More trouble…okay… George Lamming, Jean Rhys, Lovelace, Walcott, V. S. Naipaul are without any subjectivity considered among the Caribbean classics… but among my favourites in school would have been Michael Anthony and Sam Selvon, and from Antigua, in addition to Kincaid whose earliest works can be counted among the newer classics, the post-slavery narrative To Shoot Hard Labour. I’m assuming you’re referring here to the published Caribbean literary canon and even more specific to books from that canon that would have been read in school, and up to secondary school specifically, because if you broaden it calypso writers like Antigua’s Shelly Tobitt would be part of the conversation for me and Harper Lee’s To Kill a Mockingbird, just to name a couple.
Re the Caribbean canon, the Lee biography mentioned earlier would also be instructive.
Q. As an author yourself, what experience have you had trying to get your work published for an international audience?
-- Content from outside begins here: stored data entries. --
use std::io::{BufReader, Read, Seek};
use std::path::Path;
use std::sync::Arc;

use arrow::array::{
    Array, AsArray, BooleanArray, Float32Array, Float64Array, Int32Array, Int64Array, StringArray,
};
use arrow::datatypes::{
    DataType, Date32Type, TimeUnit, TimestampMicrosecondType, TimestampMillisecondType,
    TimestampNanosecondType, TimestampSecondType,
};
use calamine::{Data, DataType as _, Ods, Reader, Xls, Xlsx};
use chrono::{DateTime, FixedOffset, NaiveDateTime, Offset, TimeZone};
use parquet::arrow::arrow_reader::ParquetRecordBatchReaderBuilder;
use serde_json::Value as JsonValue;
use thiserror::Error;

use super::model::{Column, Table, TableError, Value};

#[derive(Debug, Error)]
pub enum LoadError {
    #[error("reading {path}: {source}")]
    Io {
        path: String,
        #[source]
        source: std::io::Error,
    },
    #[error("unsupported file extension: .{0}")]
    UnsupportedFormat(String),
    #[error("CSV: {0}")]
    Csv(#[from] csv::Error),
    #[error("JSON: {0}")]
    Json(#[from] serde_json::Error),
    #[error("Parquet: {0}")]
    Parquet(#[from] parquet::errors::ParquetError),
    #[error("Arrow: {0}")]
    Arrow(#[from] arrow::error::ArrowError),
    #[error("spreadsheet: {0}")]
    Spreadsheet(#[from] calamine::Error),
    #[error("{0}")]
    Malformed(String),
    #[error(transparent)]
    Table(#[from] TableError),
}

// ---------------------------------------------------------------------------
// Public entry-point
// ---------------------------------------------------------------------------

/// Load a table from a file.  Dispatch by extension.
///
/// Supported formats:
/// * `.csv`     – header row with column names
/// * `.json`    – `[{ "country": "Senegal", "HDI_XXI": 0.51, ... }, ...]`
/// * `.parquet` – any flat schema of scalar columns
/// * `.xlsx` / `.xls` / `.ods` – first sheet, header row with column names
pub fn load_file(path: &Path) -> Result<Table, LoadError> {
    let ext = path
        .extension()
        .and_then(|e| e.to_str())
        .unwrap_or("")
        .to_ascii_lowercase();

    let open = || {
        std::fs::File::open(path).map_err(|source| LoadError::Io {
            path: path.display().to_string(),
            source,
        })
    };

    let table = match ext.as_str() {
        "parquet" | "pq" => load_parquet(open()?)?,
        "json" => load_json_reader(open()?)?,
        "csv" => load_csv_reader(open()?)?,
        "xlsx" | "xlsm" => load_sheet::<_, Xlsx<_>>(BufReader::new(open()?))?,
        "xls" => load_sheet::<_, Xls<_>>(BufReader::new(open()?))?,
        "ods" => load_sheet::<_, Ods<_>>(BufReader::new(open()?))?,
        other => return Err(LoadError::UnsupportedFormat(other.to_string())),
    };
    log::info!(
        "loaded {} rows x {} columns from {}",
        table.len(),
        table.columns().len(),
        path.display()
    );
    Ok(table)
}

// ---------------------------------------------------------------------------
// CSV loader
// ---------------------------------------------------------------------------

/// CSV layout: header row with column names, one record per row.
/// Each cell's type is guessed on its own; see [`guess_value`].
pub fn load_csv_reader<R: Read>(reader: R) -> Result<Table, LoadError> {
    let mut reader = csv::Reader::from_reader(reader);
    let headers: Vec<String> = reader.headers()?.iter().map(|h| h.to_string()).collect();

    let mut columns: Vec<Vec<Value>> = vec![Vec::new(); headers.len()];
    for (row_no, result) in reader.records().enumerate() {
        let record = result?;
        if record.len() != headers.len() {
            return Err(LoadError::Malformed(format!(
                "CSV row {row_no}: {} fields, header has {}",
                record.len(),
                headers.len()
            )));
        }
        for (values, cell) in columns.iter_mut().zip(record.iter()) {
            values.push(guess_value(cell));
        }
    }

    let columns = headers
        .into_iter()
        .zip(columns)
        .map(|(name, values)| Column::new(name, values))
        .collect();
    Ok(Table::new(columns)?)
}

/// Guess a cell's type: empty is null, then integer, float, boolean, text.
pub fn guess_value(s: &str) -> Value {
    if s.is_empty() {
        return Value::Null;
    }
    if let Ok(i) = s.parse::<i64>() {
        return Value::Integer(i);
    }
    if let Ok(f) = s.parse::<f64>() {
        return Value::Float(f);
    }
    if s == "true" || s == "false" {
        return Value::Bool(s == "true");
    }
    Value::String(s.to_string())
}

// ---------------------------------------------------------------------------
// JSON loader
// ---------------------------------------------------------------------------

/// Expected JSON schema (records-oriented, the default `df.to_json(orient='records')`):
///
/// ```json
/// [
///   { "country": "Senegal", "HDI_XXI": 0.511 },
///   { "country": "France",  "HDI_XXI": 0.903 }
/// ]
/// ```
///
/// Columns appear in first-seen order; keys missing from a record are null.
pub fn load_json_reader<R: Read>(reader: R) -> Result<Table, LoadError> {
    let root: JsonValue = serde_json::from_reader(reader)?;
    let records = root
        .as_array()
        .ok_or_else(|| LoadError::Malformed("expected top-level JSON array".into()))?;

    let mut names: Vec<String> = Vec::new();
    for (i, rec) in records.iter().enumerate() {
        let obj = rec
            .as_object()
            .ok_or_else(|| LoadError::Malformed(format!("row {i} is not a JSON object")))?;
        for key in obj.keys() {
            if !names.contains(key) {
                names.push(key.clone());
            }
        }
    }

    let columns = names
        .into_iter()
        .map(|name| {
            let values = records
                .iter()
                .map(|rec| rec.get(&name).map(json_to_value).unwrap_or(Value::Null))
                .collect();
            Column::new(name, values)
        })
        .collect();
    Ok(Table::new(columns)?)
}

fn json_to_value(val: &JsonValue) -> Value {
    match val {
        JsonValue::String(s) => Value::String(s.clone()),
        JsonValue::Number(n) => {
            if let Some(i) = n.as_i64() {
                Value::Integer(i)
            } else if let Some(f) = n.as_f64() {
                Value::Float(f)
            } else {
                Value::String(n.to_string())
            }
        }
        JsonValue::Bool(b) => Value::Bool(*b),
        JsonValue::Null => Value::Null,
        other => Value::String(other.to_string()),
    }
}

// ---------------------------------------------------------------------------
// Spreadsheet loader
// ---------------------------------------------------------------------------

/// Read the first sheet of a workbook. The first row holds the column
/// names; blank header cells are named after their position.
pub fn load_sheet<RS, R>(reader: RS) -> Result<Table, LoadError>
where
    RS: Read + Seek,
    R: Reader<RS>,
    calamine::Error: From<R::Error>,
{
    let mut workbook = R::new(reader).map_err(calamine::Error::from)?;
    let range = workbook
        .worksheet_range_at(0)
        .ok_or_else(|| LoadError::Malformed("workbook has no sheets".into()))?
        .map_err(calamine::Error::from)?;

    let mut rows = range.rows();
    let Some(header) = rows.next() else {
        return Ok(Table::new(Vec::new())?);
    };
    let names: Vec<String> = header
        .iter()
        .enumerate()
        .map(|(i, cell)| match cell {
            Data::Empty => format!("Unnamed: {i}"),
            other => other.to_string(),
        })
        .collect();

    let mut columns: Vec<Vec<Value>> = vec![Vec::new(); names.len()];
    for row in rows {
        for (values, cell) in columns.iter_mut().zip(row) {
            values.push(cell_to_value(cell));
        }
    }

    let columns = names
        .into_iter()
        .zip(columns)
        .map(|(name, values)| Column::new(name, values))
        .collect();
    Ok(Table::new(columns)?)
}

fn cell_to_value(cell: &Data) -> Value {
    match cell {
        Data::Int(i) => Value::Integer(*i),
        Data::Float(f) => Value::Float(*f),
        Data::String(s) => Value::String(s.clone()),
        Data::Bool(b) => Value::Bool(*b),
        Data::DateTime(_) | Data::DateTimeIso(_) => cell
            .as_datetime()
            .map_or_else(|| Value::String(cell.to_string()), Value::Timestamp),
        Data::DurationIso(s) => Value::String(s.clone()),
        // #N/A, #DIV/0! and friends read as missing, like blank cells.
        Data::Error(_) | Data::Empty => Value::Null,
    }
}

// ---------------------------------------------------------------------------
// Parquet loader
// ---------------------------------------------------------------------------

/// Load a Parquet file of scalar columns.
///
/// Works with files written by both **Pandas** (`df.to_parquet()`) and
/// **Polars** (`df.write_parquet()`).
fn load_parquet(file: std::fs::File) -> Result<Table, LoadError> {
    let builder = ParquetRecordBatchReaderBuilder::try_new(file)?;
    let names: Vec<String> = builder
        .schema()
        .fields()
        .iter()
        .map(|f| f.name().clone())
        .collect();
    let reader = builder.build()?;

    let mut columns: Vec<Vec<Value>> = vec![Vec::new(); names.len()];
    for batch_result in reader {
        let batch = batch_result?;
        for (values, col) in columns.iter_mut().zip(batch.columns()) {
            values.extend((0..batch.num_rows()).map(|row| extract_value(col, row)));
        }
    }

    let columns = names
        .into_iter()
        .zip(columns)
        .map(|(name, values)| Column::new(name, values))
        .collect();
    Ok(Table::new(columns)?)
}

// -- Arrow helpers --

/// Extract a single value from an Arrow column at a given row.
fn extract_value(col: &Arc<dyn Array>, row: usize) -> Value {
    if col.is_null(row) {
        return Value::Null;
    }
    match col.data_type() {
        DataType::Utf8 => match col.as_any().downcast_ref::<StringArray>() {
            Some(s) => Value::String(s.value(row).to_string()),
            None => Value::Null,
        },
        DataType::LargeUtf8 => Value::String(col.as_string::<i64>().value(row).to_string()),
        DataType::Int32 => col
            .as_any()
            .downcast_ref::<Int32Array>()
            .map_or(Value::Null, |a| Value::Integer(a.value(row) as i64)),
        DataType::Int64 => col
            .as_any()
            .downcast_ref::<Int64Array>()
            .map_or(Value::Null, |a| Value::Integer(a.value(row))),
        DataType::Float32 => col
            .as_any()
            .downcast_ref::<Float32Array>()
            .map_or(Value::Null, |a| Value::Float(a.value(row) as f64)),
        DataType::Float64 => col
            .as_any()
            .downcast_ref::<Float64Array>()
            .map_or(Value::Null, |a| Value::Float(a.value(row))),
        DataType::Boolean => col
            .as_any()
            .downcast_ref::<BooleanArray>()
            .map_or(Value::Null, |a| Value::Bool(a.value(row))),
        DataType::Date32 => col
            .as_primitive::<Date32Type>()
            .value_as_datetime(row)
            .map_or(Value::Null, Value::Timestamp),
        DataType::Timestamp(unit, tz) => {
            let naive = match unit {
                TimeUnit::Second => col.as_primitive::<TimestampSecondType>().value_as_datetime(row),
                TimeUnit::Millisecond => col
                    .as_primitive::<TimestampMillisecondType>()
                    .value_as_datetime(row),
                TimeUnit::Microsecond => col
                    .as_primitive::<TimestampMicrosecondType>()
                    .value_as_datetime(row),
                TimeUnit::Nanosecond => col
                    .as_primitive::<TimestampNanosecondType>()
                    .value_as_datetime(row),
            };
            match (naive, tz) {
                (None, _) => Value::Null,
                (Some(utc), Some(tz)) => with_offset(utc, tz)
                    .map_or(Value::Timestamp(utc), Value::TimestampTz),
                (Some(utc), None) => Value::Timestamp(utc),
            }
        }
        // Nested and exotic types are kept as their rendered text.
        _ => arrow::util::display::array_value_to_string(col, row)
            .map_or(Value::Null, Value::String),
    }
}

/// Attach the column's timezone to a UTC wall-clock reading.
fn with_offset(utc: NaiveDateTime, tz: &str) -> Option<DateTime<FixedOffset>> {
    let tz: arrow::array::timezone::Tz = tz.parse().ok()?;
    let offset = tz.offset_from_utc_datetime(&utc).fix();
    Some(DateTime::from_naive_utc_and_offset(utc, offset))
}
I wrote about the journey a few years ago in a much-travelled piece entitled ‘Writing Off the Map’ which you can find here among other places. Long story short, it’s been a challenge; a slow climb, one step forward, two steps back, paying your dues, and all such clichés. It hasn’t been easy and I remain a writer on the hustle. But it hasn’t been without its high points – for instance, just this year I would have been invited to participate in a Commonwealth panel at the Aye Write! Festival in Glasgow, Bocas as a Burt finalist in Trinidad, the PEN World Voices festival in New York, I would have had a story published to positive reviews in Pepperpot: Best New Stories from the Caribbean, among other journals and anthologies, I would have had the opportunity to edit a special on Antiguan and Barbudan literature for online literary platform Tongue of the Ocean I just received another invitation for a festival next year that I would not have been invited to a year ago, quite recently my book Oh Gad! – the mass market edition of which came out this summer – has recently been added to a course on Caribbean Women Writers at Hunter College, part of the City University of New York, and was recently discussed on National Public Radio [NPR] in the US . I’m far from being where I want to be, from having the resources I need to have just to make life, but I’m writing, I’m moving, and, thanks to social media, I continue to push my books and tap into opportunities to keep writing, keep moving.